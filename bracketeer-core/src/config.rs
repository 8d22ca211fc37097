//! Configuration types for tournaments
//!
//! Level 4 - Utilities and configuration

use std::path::Path;

use anyhow::Context;
use serde::{Deserialize, Serialize};

use crate::elimination::SingleElimination;
use crate::swiss::Swiss;
use crate::tournament::Format;

/// Tournament format
#[derive(Clone, Copy, Debug, PartialEq, Eq, Serialize, Deserialize)]
#[serde(tag = "type", rename_all = "snake_case")]
pub enum TournamentFormat {
    /// Re-pair by standing every round, fixed number of rounds
    Swiss { rounds: u32 },
    /// Knockout bracket built up front, padded with byes
    SingleElimination,
}

impl Default for TournamentFormat {
    fn default() -> Self {
        TournamentFormat::SingleElimination
    }
}

impl TournamentFormat {
    /// Instantiate the engine for this format
    pub fn build(&self) -> Box<dyn Format> {
        match *self {
            TournamentFormat::Swiss { rounds } => Box::new(Swiss::new(rounds)),
            TournamentFormat::SingleElimination => Box::new(SingleElimination::new()),
        }
    }
}

/// Points awarded per match result
#[derive(Clone, Copy, Debug, PartialEq, Eq, Serialize, Deserialize)]
#[serde(default)]
pub struct ScoringPolicy {
    pub win: u32,
    pub tie: u32,
    pub loss: u32,
}

impl Default for ScoringPolicy {
    fn default() -> Self {
        Self {
            win: 3,
            tie: 1,
            loss: 0,
        }
    }
}

/// Tournament configuration
#[derive(Clone, Debug, Default, PartialEq, Eq, Serialize, Deserialize)]
pub struct TournamentConfig {
    /// Tournament format
    pub format: TournamentFormat,
    /// Points per result
    #[serde(default)]
    pub scoring: ScoringPolicy,
}

impl TournamentConfig {
    /// Create Swiss tournament config
    pub fn swiss(rounds: u32) -> Self {
        Self {
            format: TournamentFormat::Swiss { rounds },
            ..Default::default()
        }
    }

    /// Create single-elimination tournament config
    pub fn single_elimination() -> Self {
        Self {
            format: TournamentFormat::SingleElimination,
            ..Default::default()
        }
    }

    /// Set custom scoring
    pub fn with_scoring(mut self, scoring: ScoringPolicy) -> Self {
        self.scoring = scoring;
        self
    }

    /// Load a configuration from a JSON file
    pub fn load(path: &Path) -> anyhow::Result<Self> {
        let contents = std::fs::read_to_string(path)
            .with_context(|| format!("Failed to read config: {}", path.display()))?;
        Self::from_json(&contents)
            .with_context(|| format!("Failed to parse config: {}", path.display()))
    }

    pub fn from_json(json: &str) -> anyhow::Result<Self> {
        Ok(serde_json::from_str(json)?)
    }
}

# [Work item]
Return the listing above in its entirety, word for word.

# [Exercise output]
filename bracketeer-core/src/config.rs
repository 8d22ca211fc37097
//! Configuration types for tournaments
//!
//! Level 4 - Utilities and configuration

use std::path::Path;

use anyhow::Context;
use serde::{Deserialize, Serialize};

use crate::elimination::SingleElimination;
use crate::swiss::Swiss;
use crate::tournament::Format;

/// Tournament format
#[derive(Clone, Copy, Debug, PartialEq, Eq, Serialize, Deserialize)]
#[serde(tag = "type", rename_all = "snake_case")]
pub enum TournamentFormat {
    /// Re-pair by standing every round, fixed number of rounds
    Swiss { rounds: u32 },
    /// Knockout bracket built up front, padded with byes
    SingleElimination,
}

impl Default for TournamentFormat {
    fn default() -> Self {
        TournamentFormat::SingleElimination
    }
}

impl TournamentFormat {
    /// Instantiate the engine for this format
    pub fn build(&self) -> Box<dyn Format> {
        match *self {
            TournamentFormat::Swiss { rounds } => Box::new(Swiss::new(rounds)),
            TournamentFormat::SingleElimination => Box::new(SingleElimination::new()),
        }
    }
}

/// Points awarded per match result
#[derive(Clone, Copy, Debug, PartialEq, Eq, Serialize, Deserialize)]
#[serde(default)]
pub struct ScoringPolicy {
    pub win: u32,
    pub tie: u32,
    pub loss: u32,
}

impl Default for ScoringPolicy {
    fn default() -> Self {
        Self {
            win: 3,
            tie: 1,
            loss: 0,
        }
    }
}

/// Tournament configuration
#[derive(Clone, Debug, Default, PartialEq, Eq, Serialize, Deserialize)]
pub struct TournamentConfig {
    /// Tournament format
    pub format: TournamentFormat,
    /// Points per result
    #[serde(default)]
    pub scoring: ScoringPolicy,
}

impl TournamentConfig {
    /// Create Swiss tournament config
    pub fn swiss(rounds: u32) -> Self {
        Self {
            format: TournamentFormat::Swiss { rounds },
            ..Default::default()
        }
    }

    /// Create single-elimination tournament config
    pub fn single_elimination() -> Self {
        Self {
            format: TournamentFormat::SingleElimination,
            ..Default::default()
        }
    }

    /// Set custom scoring
    pub fn with_scoring(mut self, scoring: ScoringPolicy) -> Self {
        self.scoring = scoring;
        self
    }

    /// Load a configuration from a JSON file
    pub fn load(path: &Path) -> anyhow::Result<Self> {
        let contents = std::fs::read_to_string(path)
            .with_context(|| format!("Failed to read config: {}", path.display()))?;
        Self::from_json(&contents)
            .with_context(|| format!("Failed to parse config: {}", path.display()))
    }

    pub fn from_json(json: &str) -> anyhow::Result<Self> {
        Ok(serde_json::from_str(json)?)
    }
}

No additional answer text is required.